--- START ---

// SPDX-License-Identifier: PMPL-1.0-or-later
// Copyright (c) 2026 Jonathan D.A. Jewell (hyperpolymath) <jonathan.jewell@open.ac.uk>
//
// Pixel buffer decoder: container sniffing and native decoding to RGBA.
//
// JPEG, PNG, and WebP decode directly. HEIC/HEIF is recognised here but must
// be transcoded by the platform bridge before `decode` will accept it.

use image::ImageFormat;
use inkwash_core::SourceHint;
use inkwash_core::error::{InkwashError, Result};
use tracing::{debug, info, instrument};

use crate::raster::Raster;

/// ISO-BMFF major brands that identify a HEIF-family still image.
const HEIF_BRANDS: [&[u8; 4]; 8] = [
    b"heic", b"heix", b"hevc", b"hevx", b"heim", b"heis", b"mif1", b"msf1",
];

/// Image containers Inkwash knows how to ingest.
#[derive(Debug, Clone, Copy, PartialEq, Eq)]
pub enum SourceContainer {
    Jpeg,
    Png,
    WebP,
    /// Needs a transcode step before decoding.
    Heic,
    Unknown,
}

impl SourceContainer {
    /// Classify an input from its bytes plus whatever the host knows about it.
    ///
    /// HEIC is recognised by MIME type, by file extension, or by its `ftyp`
    /// brand. Native containers are recognised from their magic bytes only, so
    /// a mislabelled PNG still decodes.
    pub fn sniff(bytes: &[u8], hint: &SourceHint) -> Self {
        if hint_says_heic(hint) || has_heif_brand(bytes) {
            return Self::Heic;
        }
        match image::guess_format(bytes) {
            Ok(ImageFormat::Jpeg) => Self::Jpeg,
            Ok(ImageFormat::Png) => Self::Png,
            Ok(ImageFormat::WebP) => Self::WebP,
            _ => Self::Unknown,
        }
    }

    /// Whether the `image` crate can decode this container directly.
    pub fn is_native(&self) -> bool {
        matches!(self, Self::Jpeg | Self::Png | Self::WebP)
    }

    pub fn mime_type(&self) -> &'static str {
        match self {
            Self::Jpeg => "image/jpeg",
            Self::Png => "image/png",
            Self::WebP => "image/webp",
            Self::Heic => "image/heic",
            Self::Unknown => "application/octet-stream",
        }
    }

    fn image_format(&self) -> Option<ImageFormat> {
        match self {
            Self::Jpeg => Some(ImageFormat::Jpeg),
            Self::Png => Some(ImageFormat::Png),
            Self::WebP => Some(ImageFormat::WebP),
            Self::Heic | Self::Unknown => None,
        }
    }
}

fn hint_says_heic(hint: &SourceHint) -> bool {
    let mime = hint
        .mime_type
        .as_deref()
        .map(|m| m.trim().to_ascii_lowercase());
    if matches!(mime.as_deref(), Some("image/heic" | "image/heif")) {
        return true;
    }
    matches!(hint.extension().as_deref(), Some("heic" | "heif"))
}

/// `....ftypXXXX` where `XXXX` is one of the HEIF brands.
fn has_heif_brand(bytes: &[u8]) -> bool {
    if bytes.len() < 12 || &bytes[4..8] != b"ftyp" {
        return false;
    }
    HEIF_BRANDS.iter().any(|brand| &bytes[8..12] == brand.as_slice())
}

/// Decode natively supported image bytes into a raster.
///
/// The raster has exactly the intrinsic dimensions of the source; nothing is
/// resampled. HEIC input is rejected with a `Transcode` error because it has
/// to go through the transcoder first.
#[instrument(skip(bytes), fields(data_len = bytes.len()))]
pub fn decode(bytes: &[u8]) -> Result<Raster> {
    if bytes.is_empty() {
        return Err(InkwashError::Decode("input is empty".into()));
    }

    let container = SourceContainer::sniff(bytes, &SourceHint::default());
    let format = match container.image_format() {
        Some(format) => format,
        None if container == SourceContainer::Heic => {
            return Err(InkwashError::Transcode(
                "HEIC must be converted before decoding".into(),
            ));
        }
        None => {
            return Err(InkwashError::UnsupportedFormat(
                "not a JPEG, PNG, or WebP image".into(),
            ));
        }
    };
    debug!(container = ?container, "container sniffed");

    let img = image::load_from_memory_with_format(bytes, format)
        .map_err(|err| InkwashError::Decode(format!("failed to decode image: {}", err)))?;
    let raster = Raster::from(img.to_rgba8());

    info!(
        width = raster.width(),
        height = raster.height(),
        container = container.mime_type(),
        "Image decoded"
    );
    Ok(raster)
}

#[cfg(test)]
mod tests {
    use super::*;
    use image::ImageEncoder;
    use image::codecs::png::PngEncoder;

    fn png_bytes(width: u32, height: u32) -> Vec<u8> {
        let img = image::RgbaImage::from_fn(width, height, |x, y| {
            image::Rgba([(x * 40) as u8, (y * 40) as u8, 200, 180])
        });
        let mut buf = Vec::new();
        PngEncoder::new(&mut buf)
            .write_image(img.as_raw(), width, height, image::ExtendedColorType::Rgba8)
            .unwrap();
        buf
    }

    fn heic_header() -> Vec<u8> {
        let mut bytes = vec![0, 0, 0, 24];
        bytes.extend_from_slice(b"ftypheic");
        bytes.extend_from_slice(&[0; 12]);
        bytes
    }

    #[test]
    fn decode_preserves_intrinsic_dimensions() {
        let raster = decode(&png_bytes(5, 3)).unwrap();
        assert_eq!(raster.dimensions(), (5, 3));
        assert_eq!(raster.pixel(2, 1), [80, 40, 200, 180]);
    }

    #[test]
    fn empty_input_is_decode_error() {
        assert!(matches!(decode(&[]), Err(InkwashError::Decode(_))));
    }

    #[test]
    fn garbage_is_unsupported() {
        let err = decode(b"definitely not an image").unwrap_err();
        assert!(matches!(err, InkwashError::UnsupportedFormat(_)));
    }

    #[test]
    fn truncated_png_is_decode_error() {
        let mut bytes = png_bytes(8, 8);
        bytes.truncate(40);
        assert!(matches!(decode(&bytes), Err(InkwashError::Decode(_))));
    }

    #[test]
    fn heic_bytes_are_refused_without_transcode() {
        let err = decode(&heic_header()).unwrap_err();
        assert!(matches!(err, InkwashError::Transcode(_)));
    }

    #[test]
    fn sniff_detects_heic_by_mime_extension_or_brand() {
        let png = png_bytes(1, 1);
        let by_mime = SourceHint {
            mime_type: Some("image/HEIC".into()),
            file_name: None,
        };
        assert_eq!(SourceContainer::sniff(&png, &by_mime), SourceContainer::Heic);
        assert_eq!(
            SourceContainer::sniff(&png, &SourceHint::from_file_name("IMG_0042.heif")),
            SourceContainer::Heic
        );
        assert_eq!(
            SourceContainer::sniff(&heic_header(), &SourceHint::default()),
            SourceContainer::Heic
        );
    }

    #[test]
    fn sniff_trusts_magic_over_extension_for_native_formats() {
        let png = png_bytes(1, 1);
        let hint = SourceHint::from_file_name("photo.jpg");
        assert_eq!(SourceContainer::sniff(&png, &hint), SourceContainer::Png);
        assert!(SourceContainer::Png.is_native());
        assert!(!SourceContainer::Heic.is_native());
    }

    #[test]
    fn avif_is_not_mistaken_for_heic() {
        let mut bytes = vec![0, 0, 0, 24];
        bytes.extend_from_slice(b"ftypavif");
        bytes.extend_from_slice(&[0; 12]);
        assert_eq!(
            SourceContainer::sniff(&bytes, &SourceHint::default()),
            SourceContainer::Unknown
        );
    }
}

--- END ---

ACTIVITY :: Reply with the number of lines in the preceding entries that contain "recognised", and no other words.

RESULT OF THIS EXERCISE :: 3